(Recorded information Opens)

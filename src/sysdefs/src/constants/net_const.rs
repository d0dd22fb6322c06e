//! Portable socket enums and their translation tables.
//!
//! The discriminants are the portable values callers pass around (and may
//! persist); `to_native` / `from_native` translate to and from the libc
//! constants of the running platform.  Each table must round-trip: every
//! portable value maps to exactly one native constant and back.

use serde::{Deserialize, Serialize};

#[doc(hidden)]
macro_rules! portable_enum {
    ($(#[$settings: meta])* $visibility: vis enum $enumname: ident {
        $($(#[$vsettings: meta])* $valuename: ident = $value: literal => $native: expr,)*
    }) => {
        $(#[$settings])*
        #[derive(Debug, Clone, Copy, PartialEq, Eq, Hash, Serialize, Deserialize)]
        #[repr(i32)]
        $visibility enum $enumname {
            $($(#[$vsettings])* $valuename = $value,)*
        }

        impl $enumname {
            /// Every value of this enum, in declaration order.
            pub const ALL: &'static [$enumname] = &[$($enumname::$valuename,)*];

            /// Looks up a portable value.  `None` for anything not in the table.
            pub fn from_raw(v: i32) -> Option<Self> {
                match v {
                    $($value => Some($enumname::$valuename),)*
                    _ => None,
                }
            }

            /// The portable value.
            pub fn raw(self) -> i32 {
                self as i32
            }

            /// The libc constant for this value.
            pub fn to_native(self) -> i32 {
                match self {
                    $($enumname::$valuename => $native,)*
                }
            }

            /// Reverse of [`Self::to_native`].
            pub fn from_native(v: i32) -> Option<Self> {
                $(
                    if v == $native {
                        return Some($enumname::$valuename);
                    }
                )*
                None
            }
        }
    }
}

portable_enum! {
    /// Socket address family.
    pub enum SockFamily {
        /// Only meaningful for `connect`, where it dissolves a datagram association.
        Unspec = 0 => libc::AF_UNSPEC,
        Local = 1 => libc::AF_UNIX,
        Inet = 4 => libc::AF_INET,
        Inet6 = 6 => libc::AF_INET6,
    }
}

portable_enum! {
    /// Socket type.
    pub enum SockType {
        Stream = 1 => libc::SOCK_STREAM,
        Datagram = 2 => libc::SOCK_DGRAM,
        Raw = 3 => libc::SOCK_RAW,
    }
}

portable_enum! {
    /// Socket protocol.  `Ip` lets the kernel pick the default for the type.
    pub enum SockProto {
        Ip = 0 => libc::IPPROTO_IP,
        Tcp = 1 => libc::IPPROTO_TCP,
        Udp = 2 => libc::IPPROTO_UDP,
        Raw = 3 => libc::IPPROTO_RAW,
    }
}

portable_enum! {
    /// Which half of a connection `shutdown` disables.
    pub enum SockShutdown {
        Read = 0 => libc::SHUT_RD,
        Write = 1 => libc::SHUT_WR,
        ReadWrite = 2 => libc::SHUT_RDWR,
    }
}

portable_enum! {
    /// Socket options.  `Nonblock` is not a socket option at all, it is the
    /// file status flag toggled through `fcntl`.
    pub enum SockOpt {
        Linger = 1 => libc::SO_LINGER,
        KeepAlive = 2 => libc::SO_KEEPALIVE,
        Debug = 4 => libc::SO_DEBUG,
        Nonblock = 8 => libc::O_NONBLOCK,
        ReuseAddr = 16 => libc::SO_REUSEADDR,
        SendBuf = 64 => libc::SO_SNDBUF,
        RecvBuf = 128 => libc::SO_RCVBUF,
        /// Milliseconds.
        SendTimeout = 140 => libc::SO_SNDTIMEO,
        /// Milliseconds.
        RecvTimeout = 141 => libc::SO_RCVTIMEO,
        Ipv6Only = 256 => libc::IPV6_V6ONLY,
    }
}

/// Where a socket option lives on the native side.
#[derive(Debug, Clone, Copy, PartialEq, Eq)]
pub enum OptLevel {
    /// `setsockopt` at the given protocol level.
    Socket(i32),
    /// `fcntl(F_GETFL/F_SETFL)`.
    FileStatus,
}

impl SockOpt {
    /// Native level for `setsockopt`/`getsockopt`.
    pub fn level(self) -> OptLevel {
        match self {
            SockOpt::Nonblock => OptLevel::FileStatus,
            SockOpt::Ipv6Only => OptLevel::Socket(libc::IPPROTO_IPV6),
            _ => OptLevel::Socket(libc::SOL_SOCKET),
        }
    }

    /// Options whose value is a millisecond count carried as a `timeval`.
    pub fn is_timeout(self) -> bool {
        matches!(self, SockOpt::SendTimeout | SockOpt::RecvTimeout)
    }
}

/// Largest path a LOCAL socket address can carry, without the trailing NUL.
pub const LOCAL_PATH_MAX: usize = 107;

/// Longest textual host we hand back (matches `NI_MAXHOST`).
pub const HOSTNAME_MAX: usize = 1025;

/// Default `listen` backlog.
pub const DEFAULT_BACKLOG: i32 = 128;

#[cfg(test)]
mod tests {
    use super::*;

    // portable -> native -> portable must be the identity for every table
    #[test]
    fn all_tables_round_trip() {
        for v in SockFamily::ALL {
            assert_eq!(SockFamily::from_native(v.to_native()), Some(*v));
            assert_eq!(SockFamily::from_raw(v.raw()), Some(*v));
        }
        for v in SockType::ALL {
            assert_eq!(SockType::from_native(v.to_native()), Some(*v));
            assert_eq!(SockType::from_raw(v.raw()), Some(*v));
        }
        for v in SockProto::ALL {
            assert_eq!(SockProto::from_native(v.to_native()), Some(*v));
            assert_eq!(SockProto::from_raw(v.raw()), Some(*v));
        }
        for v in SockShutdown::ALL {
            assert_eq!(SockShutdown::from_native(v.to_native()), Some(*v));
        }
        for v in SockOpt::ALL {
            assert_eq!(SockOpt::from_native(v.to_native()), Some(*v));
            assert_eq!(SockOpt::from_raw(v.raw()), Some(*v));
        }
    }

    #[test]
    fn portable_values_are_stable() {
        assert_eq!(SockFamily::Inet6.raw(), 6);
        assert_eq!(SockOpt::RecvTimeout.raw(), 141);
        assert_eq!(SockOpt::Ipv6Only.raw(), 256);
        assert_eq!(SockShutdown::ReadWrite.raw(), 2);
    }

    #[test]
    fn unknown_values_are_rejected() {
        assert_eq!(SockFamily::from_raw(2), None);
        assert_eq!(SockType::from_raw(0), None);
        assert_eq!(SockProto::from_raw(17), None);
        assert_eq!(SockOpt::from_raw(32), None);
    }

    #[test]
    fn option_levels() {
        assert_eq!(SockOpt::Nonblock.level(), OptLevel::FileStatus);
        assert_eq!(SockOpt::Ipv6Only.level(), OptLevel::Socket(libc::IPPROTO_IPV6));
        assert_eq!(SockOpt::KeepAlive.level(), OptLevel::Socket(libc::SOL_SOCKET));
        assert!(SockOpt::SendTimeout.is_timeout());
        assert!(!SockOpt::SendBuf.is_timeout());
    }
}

(Recorded information Closes)

What is expected ▸ Only the lines above starting at the line that holds "return Some($enumname::$valuename);" and ending at the line that holds "pub enum SockFamily" are to be repeated, exactly and in full.

Worked solution ▸
                        return Some($enumname::$valuename);
                    }
                )*
                None
            }
        }
    }
}

portable_enum! {
    /// Socket address family.
    pub enum SockFamily {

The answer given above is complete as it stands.